Stored data:
__________________________________________________
//! Duration gap.
//!
//! ```text
//! D_A = Σ(amount × duration) / Σ amount   over assets
//! D_L = Σ(amount × duration) / Σ amount   over liabilities
//! duration_gap = D_A − D_L
//! ```

use crate::numeric::{to_decimal, to_f64};
use crate::parallel::maybe_parallel_fold;
use alm_core::{AlmConfig, AlmError, AlmResult, BalanceSheetInstrument, Side};
use rust_decimal::Decimal;
use serde::{Deserialize, Serialize};

/// Amount-weighted durations of both sides.
#[derive(Debug, Clone, Copy, PartialEq, Serialize, Deserialize)]
pub struct DurationGap {
    /// Weighted asset duration in years.
    pub asset_duration: f64,
    /// Weighted liability duration in years.
    pub liability_duration: f64,
    /// `asset_duration - liability_duration`.
    pub duration_gap: f64,
    /// Total asset balance.
    pub total_assets: Decimal,
    /// Total liability balance.
    pub total_liabilities: Decimal,
}

impl DurationGap {
    /// Leverage-adjusted gap: `D_A − (L/A) × D_L`.
    #[must_use]
    pub fn leverage_adjusted_gap(&self) -> f64 {
        let ratio = to_f64(self.total_liabilities) / to_f64(self.total_assets);
        self.asset_duration - ratio * self.liability_duration
    }
}

#[derive(Debug, Clone, Copy, Default)]
struct WeightedSums {
    asset_amount: Decimal,
    asset_weighted: Decimal,
    liability_amount: Decimal,
    liability_weighted: Decimal,
}

/// Computes the duration gap.
///
/// Instruments without a duration use `config.default_duration_years`.
///
/// # Errors
///
/// Returns [`AlmError::InvalidInput`] if total assets or total liabilities is zero.
pub fn duration_gap(
    instruments: &[BalanceSheetInstrument],
    config: &AlmConfig,
) -> AlmResult<DurationGap> {
    let default = config.default_duration_years;
    let sums = maybe_parallel_fold(
        instruments,
        config,
        WeightedSums::default(),
        |mut s, inst| {
            let weighted = inst.amount * to_decimal(inst.duration_or(default));
            match inst.side {
                Side::Asset => {
                    s.asset_amount += inst.amount;
                    s.asset_weighted += weighted;
                }
                Side::Liability => {
                    s.liability_amount += inst.amount;
                    s.liability_weighted += weighted;
                }
            }
            s
        },
        |a, b| WeightedSums {
            asset_amount: a.asset_amount + b.asset_amount,
            asset_weighted: a.asset_weighted + b.asset_weighted,
            liability_amount: a.liability_amount + b.liability_amount,
            liability_weighted: a.liability_weighted + b.liability_weighted,
        },
    );

    if sums.asset_amount.is_zero() {
        return Err(AlmError::invalid_input(
            "duration gap needs a non-zero total asset balance",
        ));
    }
    if sums.liability_amount.is_zero() {
        return Err(AlmError::invalid_input(
            "duration gap needs a non-zero total liability balance",
        ));
    }

    let asset_duration = to_f64(sums.asset_weighted / sums.asset_amount);
    let liability_duration = to_f64(sums.liability_weighted / sums.liability_amount);
    let gap = DurationGap {
        asset_duration,
        liability_duration,
        duration_gap: asset_duration - liability_duration,
        total_assets: sums.asset_amount,
        total_liabilities: sums.liability_amount,
    };
    tracing::debug!(
        asset_duration,
        liability_duration,
        duration_gap = gap.duration_gap,
        "computed duration gap"
    );
    Ok(gap)
}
__________________________________________________
* _Problem to solve_: Figure out how many lines above hold "needs", then give that number alone.

* _Your solution_: 2